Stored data
..........

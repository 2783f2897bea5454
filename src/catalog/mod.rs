//! Catalog commands: the service over the record store, its result types, and
//! their text rendering.

mod commands;
mod format;
mod types;

pub use commands::CatalogCommandService;
pub use format::*;
pub use types::*;
use filecat::tooling::cli::Commands;
use filecat::views::{GroupKey, SortKey};

use crate::contracts::support::{context_with, sample_context, scenario_context};

fn json(output: &str) -> serde_json::Value {
    serde_json::from_str(output).unwrap()
}

#[test]
fn list_json_contract_has_required_fields() {
    let mut ctx = sample_context();
    let parsed = json(
        &ctx.execute(&Commands::List {
            format: "json".to_string(),
        })
        .unwrap(),
    );
    assert_eq!(parsed.get("total").and_then(|v| v.as_u64()), Some(8));
    let records = parsed
        .get("records")
        .and_then(|v| v.as_array())
        .expect("records array should exist");
    assert_eq!(records.len(), 8);
    let first = &records[0];
    assert_eq!(first.get("name").and_then(|v| v.as_str()), Some("Document1"));
    assert_eq!(first.get("extension").and_then(|v| v.as_str()), Some("pdf"));
    assert_eq!(first.get("size_kb").and_then(|v| v.as_u64()), Some(2048));
    assert_eq!(first.get("path").and_then(|v| v.as_str()), Some("/documents/"));
    assert!(first.get("created").is_none());
}

#[test]
fn sort_json_contract_orders_records() {
    let mut ctx = scenario_context();
    let parsed = json(
        &ctx.execute(&Commands::Sort {
            by: SortKey::Size,
            format: "json".to_string(),
        })
        .unwrap(),
    );
    assert_eq!(parsed.get("key").and_then(|v| v.as_str()), Some("size"));
    let names: Vec<&str> = parsed["records"]
        .as_array()
        .unwrap()
        .iter()
        .map(|r| r["name"].as_str().unwrap())
        .collect();
    assert_eq!(names, vec!["C", "A", "B"]);
}

#[test]
fn group_json_contract_lists_groups_in_key_order() {
    let mut ctx = scenario_context();
    let parsed = json(
        &ctx.execute(&Commands::Group {
            by: GroupKey::Extension,
            format: "json".to_string(),
        })
        .unwrap(),
    );
    assert_eq!(parsed.get("key").and_then(|v| v.as_str()), Some("extension"));
    let groups = parsed["groups"].as_array().unwrap();
    assert_eq!(groups.len(), 2);
    assert_eq!(groups[0]["key"], "pdf");
    assert_eq!(groups[0]["count"], 1);
    assert_eq!(groups[1]["key"], "txt");
    let txt: Vec<&str> = groups[1]["records"]
        .as_array()
        .unwrap()
        .iter()
        .map(|r| r["name"].as_str().unwrap())
        .collect();
    assert_eq!(txt, vec!["A", "B"]);
}

#[test]
fn find_json_contract_reports_hit_and_miss() {
    let mut ctx = scenario_context();
    let hit = json(
        &ctx.execute(&Commands::Find {
            name: "B".to_string(),
            format: "json".to_string(),
        })
        .unwrap(),
    );
    assert_eq!(hit["found"], true);
    assert_eq!(hit["record"]["path"], "/y");

    let miss = json(
        &ctx.execute(&Commands::Find {
            name: "Z".to_string(),
            format: "json".to_string(),
        })
        .unwrap(),
    );
    assert_eq!(miss["found"], false);
    assert!(miss.get("record").is_none());
}

#[test]
fn stats_json_contract_has_required_fields() {
    let mut ctx = context_with(&[("s", "x", 10, "/"), ("m", "x", 20, "/"), ("l", "x", 30, "/")]);
    let parsed = json(
        &ctx.execute(&Commands::Stats {
            format: "json".to_string(),
        })
        .unwrap(),
    );
    assert_eq!(parsed["empty"], false);
    let stats = &parsed["statistics"];
    assert_eq!(stats["count"], 3);
    assert_eq!(stats["total_size"], 60);
    assert_eq!(stats["average_size"], 20);
    assert_eq!(stats["largest"]["name"], "l");
    assert_eq!(stats["smallest"]["name"], "s");
}

#[test]
fn stats_json_contract_on_empty_catalog() {
    let mut ctx = context_with(&[]);
    let parsed = json(
        &ctx.execute(&Commands::Stats {
            format: "json".to_string(),
        })
        .unwrap(),
    );
    assert_eq!(parsed["empty"], true);
    assert!(parsed.get("statistics").is_none());
}

#[test]
fn delete_json_contract_reports_remaining() {
    let mut ctx = scenario_context();
    let parsed = json(
        &ctx.execute(&Commands::Delete {
            name: "A".to_string(),
            format: "json".to_string(),
        })
        .unwrap(),
    );
    assert_eq!(parsed["deleted"], true);
    assert_eq!(parsed["remaining"], 2);
    assert_eq!(parsed["record"]["name"], "A");
}

#[test]
fn text_outputs_are_human_readable() {
    let mut ctx = sample_context();
    let list = ctx
        .execute(&Commands::List {
            format: "text".to_string(),
        })
        .unwrap();
    assert!(list.contains("Total files: 8"));
    assert!(list.contains("Document1.pdf"));

    let stats = ctx
        .execute(&Commands::Stats {
            format: "text".to_string(),
        })
        .unwrap();
    assert!(stats.contains("15584 KB"));
    assert!(stats.contains("1948 KB"));
    assert!(stats.contains("Video1.mp4 (5120 KB)"));
    assert!(stats.contains("Code2.py (96 KB)"));
}

#[test]
fn unknown_format_is_rejected() {
    let mut ctx = sample_context();
    let result = ctx.execute(&Commands::List {
        format: "xml".to_string(),
    });
    assert!(result.is_err());
}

..........

#### [EXERCISE DETAILS]
Lines holding the word "true" in the records above: how many are there? Answer with the number only.

#### [SOLUTION]
3